To find the derivative of ( f(x) = \tan(3^x) ) at the point where it has a zero in the interval [0, 1.4], we need to find the derivative of ( f(x) ) and then evaluate it at the zero.

First, find the derivative ( f'(x) ):

[ f'(x) = \frac{d}{dx} \tan(3^x) ]

Using the chain rule for differentiation, the derivative is:

[ f'(x) = \sec^2(3^x) \cdot 3^x \ln(3) ]

Now, to find the zero of ( f(x) ) in the interval [0, 1.4], we need to solve:

[ \tan(3^x) = 0 ]

This occurs when ( 3^x ) is an odd multiple of ( \frac{\pi}{2} ). Since ( \pi ) is approximately 3.14159, an odd multiple of ( \frac{\pi}{2} ) will be ( \frac{\pi}{2} ), ( \frac{3\pi}{2} ), etc.

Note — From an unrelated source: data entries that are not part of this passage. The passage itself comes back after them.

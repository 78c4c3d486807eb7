//! Shared HTTP client utilities

use rand::Rng;
use reqwest::{Client, ClientBuilder};
use serde::{Deserialize, Serialize};
use std::time::Duration;
use storepulse_core::{Error, Result};
use tracing::{debug, warn};

/// HTTP client configuration
#[derive(Debug, Clone, PartialEq, Serialize, Deserialize)]
#[serde(default)]
pub struct HttpClientConfig {
    /// Timeout applied to each individual page request, in milliseconds
    pub page_timeout_ms: u64,

    /// Connection timeout in seconds
    pub connect_timeout_secs: u64,

    /// Maximum number of idle connections per host
    pub pool_max_idle_per_host: usize,

    /// Retries after the first attempt for transient errors
    pub max_retries: u32,

    /// First backoff delay; doubles on every further attempt
    pub retry_base_delay_ms: u64,

    /// User agent string
    pub user_agent: String,
}

impl Default for HttpClientConfig {
    fn default() -> Self {
        Self {
            page_timeout_ms: 15_000,
            connect_timeout_secs: 5,
            pool_max_idle_per_host: 8,
            max_retries: 2,
            retry_base_delay_ms: 250,
            user_agent: format!("StorePulse/{}", env!("CARGO_PKG_VERSION")),
        }
    }
}

impl HttpClientConfig {
    pub fn page_timeout(&self) -> Duration {
        Duration::from_millis(self.page_timeout_ms)
    }

    pub fn retry_base_delay(&self) -> Duration {
        Duration::from_millis(self.retry_base_delay_ms)
    }
}

/// Create a configured HTTP client with connection pooling
pub fn create_client(config: &HttpClientConfig) -> Result<Client> {
    ClientBuilder::new()
        .connect_timeout(Duration::from_secs(config.connect_timeout_secs))
        .pool_max_idle_per_host(config.pool_max_idle_per_host)
        // Expire idle connections before the API's load balancer drops them
        .pool_idle_timeout(Duration::from_secs(90))
        .user_agent(&config.user_agent)
        .tcp_keepalive(Duration::from_secs(60))
        .build()
        .map_err(|e| Error::Config(format!("Failed to create HTTP client: {}", e)))
}

/// Backoff before retry `attempt` (1-based): base * 2^(attempt-1) plus up to 50% jitter
fn backoff_delay(base: Duration, attempt: u32) -> Duration {
    let exp = base.saturating_mul(2u32.saturating_pow(attempt.saturating_sub(1)));
    let jitter_cap = (exp.as_millis() as u64) / 2;
    let jitter = if jitter_cap > 0 {
        rand::rng().random_range(0..=jitter_cap)
    } else {
        0
    };
    exp + Duration::from_millis(jitter)
}

/// Retry policy for transient errors.
///
/// Only errors reporting [`Error::is_retryable`] are retried; 401s, invalid
/// cursors and malformed pages fail on the first attempt.
pub async fn with_retry<F, Fut, T>(max_retries: u32, base_delay: Duration, operation: F) -> Result<T>
where
    F: Fn() -> Fut,
    Fut: std::future::Future<Output = Result<T>>,
{
    let mut attempt = 0u32;

    loop {
        match operation().await {
            Ok(result) => return Ok(result),
            Err(e) if e.is_retryable() && attempt < max_retries => {
                attempt += 1;
                let delay = backoff_delay(base_delay, attempt);
                warn!(
                    attempt,
                    max_retries,
                    delay_ms = delay.as_millis() as u64,
                    error = %e,
                    "page request failed, retrying"
                );
                tokio::time::sleep(delay).await;
            }
            Err(e) => {
                if attempt > 0 {
                    debug!(attempts = attempt + 1, error = %e, "giving up after retries");
                }
                return Err(e);
            }
        }
    }
}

Let's solve for ( x ) using ( 3^x = \frac{\pi}{2} ):

[ x = \log_3\left(\frac{\pi}{2}\right) ]

Evaluate ( f'(x) ) at this ( x ):

[ f'\left(\log_3\left(\frac{\pi}{2}\right)\right) = \sec^2\left(\frac{\pi}{2}\right) \cdot \frac{\pi}{2} \ln(3) ]

[ \sec^2\left(\frac{\pi}{2}\right) = 1 ] because ( \sec(x) ) is the reciprocal of ( \cos(x) ) and ( \cos\left(\frac{\pi}{2}\right) = 0 ).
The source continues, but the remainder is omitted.